Exercise objective:
For each line below that contains the word "static", return that line.

Excerpts from a dataset:
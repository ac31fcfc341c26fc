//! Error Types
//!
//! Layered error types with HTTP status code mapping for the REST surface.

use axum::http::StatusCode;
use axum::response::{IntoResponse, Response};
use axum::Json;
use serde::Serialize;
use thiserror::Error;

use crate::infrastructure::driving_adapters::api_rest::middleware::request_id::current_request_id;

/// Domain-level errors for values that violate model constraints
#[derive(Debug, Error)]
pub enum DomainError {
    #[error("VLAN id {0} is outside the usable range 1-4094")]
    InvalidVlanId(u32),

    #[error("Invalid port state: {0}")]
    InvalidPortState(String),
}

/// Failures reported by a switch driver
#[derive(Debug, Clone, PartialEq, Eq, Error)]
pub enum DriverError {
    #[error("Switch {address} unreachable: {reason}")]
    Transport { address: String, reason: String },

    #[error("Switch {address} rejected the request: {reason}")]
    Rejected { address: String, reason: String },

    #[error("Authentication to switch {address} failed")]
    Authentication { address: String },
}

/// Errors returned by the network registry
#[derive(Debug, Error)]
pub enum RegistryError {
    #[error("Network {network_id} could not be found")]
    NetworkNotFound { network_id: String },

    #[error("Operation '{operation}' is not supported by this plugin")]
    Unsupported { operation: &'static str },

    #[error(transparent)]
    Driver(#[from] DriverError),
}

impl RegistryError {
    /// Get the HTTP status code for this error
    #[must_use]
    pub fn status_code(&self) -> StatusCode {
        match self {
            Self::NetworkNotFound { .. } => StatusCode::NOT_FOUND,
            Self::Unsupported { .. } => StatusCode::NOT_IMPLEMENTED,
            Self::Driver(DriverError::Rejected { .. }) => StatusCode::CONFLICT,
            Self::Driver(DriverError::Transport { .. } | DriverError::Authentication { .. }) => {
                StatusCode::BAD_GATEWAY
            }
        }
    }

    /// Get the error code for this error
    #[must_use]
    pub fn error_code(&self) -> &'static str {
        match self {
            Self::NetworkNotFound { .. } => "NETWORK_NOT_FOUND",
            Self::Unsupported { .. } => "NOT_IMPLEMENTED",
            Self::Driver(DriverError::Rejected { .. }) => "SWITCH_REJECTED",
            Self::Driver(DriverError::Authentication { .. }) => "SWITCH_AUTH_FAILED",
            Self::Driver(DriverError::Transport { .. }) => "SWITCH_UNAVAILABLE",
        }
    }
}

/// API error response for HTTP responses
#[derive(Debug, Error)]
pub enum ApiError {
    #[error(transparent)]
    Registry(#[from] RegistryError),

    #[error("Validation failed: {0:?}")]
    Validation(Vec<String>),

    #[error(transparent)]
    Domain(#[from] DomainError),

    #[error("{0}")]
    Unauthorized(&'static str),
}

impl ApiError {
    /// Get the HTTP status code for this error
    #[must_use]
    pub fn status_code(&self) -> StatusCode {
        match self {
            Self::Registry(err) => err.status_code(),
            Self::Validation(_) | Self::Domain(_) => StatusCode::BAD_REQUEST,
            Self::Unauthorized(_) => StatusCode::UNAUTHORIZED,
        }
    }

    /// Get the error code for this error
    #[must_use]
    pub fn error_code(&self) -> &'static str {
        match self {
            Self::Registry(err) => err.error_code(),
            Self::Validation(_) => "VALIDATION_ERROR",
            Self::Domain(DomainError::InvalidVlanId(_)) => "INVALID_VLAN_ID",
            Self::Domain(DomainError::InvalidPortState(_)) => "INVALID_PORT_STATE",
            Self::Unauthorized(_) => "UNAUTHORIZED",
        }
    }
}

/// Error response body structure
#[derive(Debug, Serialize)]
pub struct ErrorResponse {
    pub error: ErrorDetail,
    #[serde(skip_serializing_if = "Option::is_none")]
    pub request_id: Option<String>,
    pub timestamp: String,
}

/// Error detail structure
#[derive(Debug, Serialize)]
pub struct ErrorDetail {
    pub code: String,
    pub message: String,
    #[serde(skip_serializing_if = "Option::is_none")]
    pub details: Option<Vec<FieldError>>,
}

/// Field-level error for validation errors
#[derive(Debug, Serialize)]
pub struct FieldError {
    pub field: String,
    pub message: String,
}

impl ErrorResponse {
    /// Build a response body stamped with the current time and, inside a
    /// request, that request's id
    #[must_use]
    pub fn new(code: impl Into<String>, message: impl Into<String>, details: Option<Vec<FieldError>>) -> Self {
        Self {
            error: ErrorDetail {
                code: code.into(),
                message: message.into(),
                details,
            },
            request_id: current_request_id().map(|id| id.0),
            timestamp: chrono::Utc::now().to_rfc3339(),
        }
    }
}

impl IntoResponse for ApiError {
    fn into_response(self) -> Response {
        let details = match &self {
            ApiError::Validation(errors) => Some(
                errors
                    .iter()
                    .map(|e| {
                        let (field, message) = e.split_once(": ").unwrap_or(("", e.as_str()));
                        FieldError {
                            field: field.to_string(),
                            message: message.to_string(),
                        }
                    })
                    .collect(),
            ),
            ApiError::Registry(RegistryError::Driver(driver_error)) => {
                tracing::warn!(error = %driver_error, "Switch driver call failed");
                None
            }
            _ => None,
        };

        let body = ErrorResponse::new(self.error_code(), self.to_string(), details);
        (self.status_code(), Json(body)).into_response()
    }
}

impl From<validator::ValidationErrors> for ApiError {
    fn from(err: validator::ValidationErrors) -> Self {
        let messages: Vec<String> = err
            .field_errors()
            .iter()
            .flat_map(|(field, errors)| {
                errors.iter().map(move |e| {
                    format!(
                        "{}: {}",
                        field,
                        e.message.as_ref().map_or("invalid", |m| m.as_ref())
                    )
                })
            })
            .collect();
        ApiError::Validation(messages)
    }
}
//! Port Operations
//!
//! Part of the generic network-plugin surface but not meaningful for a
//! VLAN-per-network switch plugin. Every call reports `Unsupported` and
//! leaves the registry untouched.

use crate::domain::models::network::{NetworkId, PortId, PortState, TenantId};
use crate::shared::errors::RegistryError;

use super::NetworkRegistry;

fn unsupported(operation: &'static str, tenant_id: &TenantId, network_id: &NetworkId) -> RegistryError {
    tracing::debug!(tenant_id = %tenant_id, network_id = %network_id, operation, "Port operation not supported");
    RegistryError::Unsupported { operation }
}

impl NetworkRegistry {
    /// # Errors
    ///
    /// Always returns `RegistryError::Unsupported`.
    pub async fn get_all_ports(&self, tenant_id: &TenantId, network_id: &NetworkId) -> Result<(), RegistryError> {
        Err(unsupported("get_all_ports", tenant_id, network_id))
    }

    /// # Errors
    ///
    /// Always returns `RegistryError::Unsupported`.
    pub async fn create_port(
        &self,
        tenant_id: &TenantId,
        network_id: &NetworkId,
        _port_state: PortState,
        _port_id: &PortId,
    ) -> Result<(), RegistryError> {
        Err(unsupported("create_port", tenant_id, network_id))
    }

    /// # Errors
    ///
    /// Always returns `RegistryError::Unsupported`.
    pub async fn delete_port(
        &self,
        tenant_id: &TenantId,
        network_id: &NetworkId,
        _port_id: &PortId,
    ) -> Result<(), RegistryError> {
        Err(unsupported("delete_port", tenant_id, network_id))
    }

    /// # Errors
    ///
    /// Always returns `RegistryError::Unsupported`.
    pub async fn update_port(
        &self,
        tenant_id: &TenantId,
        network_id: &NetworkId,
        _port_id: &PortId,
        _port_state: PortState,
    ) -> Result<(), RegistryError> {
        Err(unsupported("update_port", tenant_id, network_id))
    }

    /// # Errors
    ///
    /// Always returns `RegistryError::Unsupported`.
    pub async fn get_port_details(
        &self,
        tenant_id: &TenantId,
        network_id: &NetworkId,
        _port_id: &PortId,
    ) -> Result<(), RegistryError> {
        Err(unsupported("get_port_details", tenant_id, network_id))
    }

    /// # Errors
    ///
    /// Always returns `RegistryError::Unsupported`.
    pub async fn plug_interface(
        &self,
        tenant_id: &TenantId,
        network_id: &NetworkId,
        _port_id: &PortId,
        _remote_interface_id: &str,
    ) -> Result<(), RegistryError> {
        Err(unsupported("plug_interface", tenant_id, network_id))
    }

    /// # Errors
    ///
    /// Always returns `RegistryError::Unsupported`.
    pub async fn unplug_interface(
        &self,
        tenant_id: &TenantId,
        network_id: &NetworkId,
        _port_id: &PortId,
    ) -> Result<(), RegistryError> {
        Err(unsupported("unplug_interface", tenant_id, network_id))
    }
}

Solution to this task:
    Unsupported { operation: &'static str },
    pub fn error_code(&self) -> &'static str {
    Unauthorized(&'static str),
    pub fn error_code(&self) -> &'static str {
fn unsupported(operation: &'static str, tenant_id: &TenantId, network_id: &NetworkId) -> RegistryError {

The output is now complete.